A visual representation of the process of clonal deletion in the primary lymphoid organs Clonal Deletion.png
A visual representation of the process of clonal deletion in the primary lymphoid organs

There are millions of B and T lymphocytes within the immune system. As a T or B lymphocyte develops, they can rearrange their genome in order to express a unique antigen that will recognize a specific epitope on a pathogen. [8] [9] There is a large diversity of epitopes recognized and, as a result, it is possible for some B and T lymphocytes to develop with the ability to recognize self. [10] In order to prevent this from happening, every T and B lymphocyte that is generated is presented with a self antigen. [2] [7] If the antigen receptor present on the lymphocyte interacts with high affinity to the self antigen, then that lymphocyte is then categorized as 'self-reactive'. These 'self-reactive' lymphocytes will then undergo the process of clonal deletion. This is achieved through apoptosis of the respected cell, ultimately deleting the cell from the immune system. [2] It is important to note that not all lymphocytes expressing high affinity for self-antigen undergo clonal deletion. If autoreactive cells escape clonal deletion, there are mechanisms in the periphery involving T regulatory cells to prevent the host from obtaining an autoimmune disease. [7] However, for both B and T cells in the primary lymphoid organs, clonal deletion is the most common form of negative selection. The process of clonal deletion helps protect the host from autoimmunity. [2] [7]

Location and Mechanism

B and T lymphocytes are tested for self reactivity in the primary lymphoid organs, before entering into the periphery. [2] The site at which this occurs is dependent on the type of lymphocyte. [8] B lymphocytes both develop and mature within the bone marrow. Whereas T lymphocytes develop in the bone marrow and mature later in the thymus, hence the T. [8] The mechanisms of central tolerance are not completely affective, and some autoreactive lymphocytes can find their way into circulation. However, the immune system has secondary defenses within the periphery to protect against this, referred to as peripheral tolerance. [11] [12]

B Lymphocytes

Regulation of auto-reactive B lymphocytes can occur at many different stages during B cell development. The first line of defense occurs within the bone marrow, before the auto-reactive cell can reach circulation. [8] [11] This occurs after the functional B-cell receptor (BCR) is assembled. [3] If the BCR demonstrates a high affinity attraction to self-antigen then clonal deletion can occur at this point. However, some auto-reactive B lymphocytes can slip through this check point and find their way into circulation. If this occurs, then this is when peripheral tolerance come into effect. This is the process of removing auto-reactive cells within circulation after they have fully-matured. Examples of mechanisms used in peripheral tolerance against auto-reactive B lymphocytes include anergy, and antigen receptor desensitization.
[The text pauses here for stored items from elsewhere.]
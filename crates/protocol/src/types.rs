use serde::{Deserialize, Serialize};

use crate::constants::{CHUNK_NAME_SEPARATOR, fields};

/// Lifecycle state of an upload session.
#[derive(Debug, Clone, Copy, PartialEq, Eq, Hash, Serialize, Deserialize)]
pub enum SessionState {
    /// Chunks are being received.
    #[serde(rename = "open")]
    Open,
    /// The last chunk arrived and the merge is running.
    #[serde(rename = "assembling")]
    Assembling,
    #[serde(rename = "completed")]
    Completed,
    #[serde(rename = "aborted")]
    Aborted,
}

impl SessionState {
    /// Returns `true` once the session can no longer change state.
    pub fn is_terminal(self) -> bool {
        matches!(self, Self::Completed | Self::Aborted)
    }
}

/// Metadata accompanying every chunk of a session.
#[derive(Debug, Clone, PartialEq, Eq)]
pub struct ChunkMeta {
    pub session_id: String,
    pub file_name: String,
    /// 1-based position within the session.
    pub ordinal: u32,
    pub total_chunks: u32,
    /// Declared byte length of the reassembled file.
    pub total_size: u64,
    pub is_last: bool,
}

impl ChunkMeta {
    /// Name of the multipart file part and of the stored chunk file.
    pub fn chunk_file_name(&self) -> String {
        chunk_file_name(&self.file_name, self.ordinal)
    }

    /// Text fields sent alongside the binary part.
    pub fn form_fields(&self) -> [(&'static str, String); 5] {
        [
            (fields::SESSION_ID, self.session_id.clone()),
            (fields::IS_DONE, self.is_last.to_string()),
            (fields::TOTAL_SIZE, self.total_size.to_string()),
            (fields::TOTAL_CHUNKS, self.total_chunks.to_string()),
            (fields::FILE_NAME, self.file_name.clone()),
        ]
    }
}

/// Session summary exposed by the receiver's status endpoint.
#[derive(Debug, Clone, PartialEq, Serialize, Deserialize)]
#[serde(rename_all = "camelCase")]
pub struct SessionStatus {
    pub session_id: String,
    pub file_name: String,
    pub state: SessionState,
    pub total_chunks: u32,
    pub total_size: u64,
    pub received_chunks: u32,
    pub received_bytes: u64,
}

/// Limits the receiver advertises to senders.
#[derive(Debug, Clone, PartialEq, Eq, Serialize, Deserialize)]
#[serde(rename_all = "camelCase")]
pub struct ReceiverLimits {
    /// Largest chunk payload accepted per request.
    pub chunk_size: usize,
}

/// Error returned when a chunk file name does not follow `{file}_chunk_{n}`.
#[derive(Debug, Clone, PartialEq, Eq, thiserror::Error)]
pub enum ChunkNameError {
    #[error("missing chunk separator in {0:?}")]
    MissingSeparator(String),

    #[error("invalid chunk ordinal in {0:?}")]
    InvalidOrdinal(String),
}

/// Builds the deterministic chunk file name `{file_name}_chunk_{ordinal}`.
pub fn chunk_file_name(file_name: &str, ordinal: u32) -> String {
    format!("{file_name}{CHUNK_NAME_SEPARATOR}{ordinal}")
}

/// Splits a chunk file name back into its logical file name and ordinal.
///
/// The last separator wins, so file names that themselves contain
/// `_chunk_` still round-trip.
pub fn parse_chunk_file_name(name: &str) -> Result<(&str, u32), ChunkNameError> {
    let (file_name, ordinal) = name
        .rsplit_once(CHUNK_NAME_SEPARATOR)
        .ok_or_else(|| ChunkNameError::MissingSeparator(name.to_string()))?;

    if file_name.is_empty() || ordinal.is_empty() || !ordinal.bytes().all(|b| b.is_ascii_digit())
    {
        return Err(ChunkNameError::InvalidOrdinal(name.to_string()));
    }

    let ordinal: u32 = ordinal
        .parse()
        .map_err(|_| ChunkNameError::InvalidOrdinal(name.to_string()))?;
    if ordinal == 0 {
        return Err(ChunkNameError::InvalidOrdinal(name.to_string()));
    }

    Ok((file_name, ordinal))
}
Like central tolerance, peripheral tolerance is not always fully accurate, leaving the possibility for an auto-reactive lymphocyte to remain in circulation. [11]

T Lymphocytes

The process of removing auto-reactive T lymphocytes occurs in the thymus. [2] [8] [12] The thymus contains two zones: the outer region called the thymic cortex, and the inner region called the thymic medulla. Within these regions T lymphocytes will undergo a series of positive or negative selection. [12] [13]

Thymic cortex

T lymphocytes first undergo positive selection within the thymic cortex. Here T lymphocytes are tested to see if they can recognize self major histocompatibility complex class I or II (MHC I/II). [12] If the T lymphocyte can recognize self MHC I/II then it will continue maturation and move into the thymic medulla. If the T lymphocyte cannot recognize self (MHC I/II) then it will undergo neglect or apoptosis. [13] Thymic dendritic cells and macrophages appear to be responsible for the apoptotic signals sent to autoreactive T cells in the thymic cortex. [3] [14]

Thymic medulla

T cells also have the opportunity to undergo clonal deletion within the thymic medulla. Here the T lymphocytes undergo negative selection. [12] [13] At this point they encounter MHC I/II complexes presenting self antigens. [12] If the T lymphocyte interacts with high affinity to the complex presenting self antigen, then that lymphocyte will undergo apoptosis or Treg differentiation. [13] Similarly to B lymphocyte regulation, T lymphocytes have the potential to leave the thymus and still be autoreactive. However, the immune system has evolved to combat this though peripheral tolerance. Mechanisms of peripheral tolerance against auto-reactive T lymphocytes include clonal arrest, clonal anergy, and clonal editing after. [3]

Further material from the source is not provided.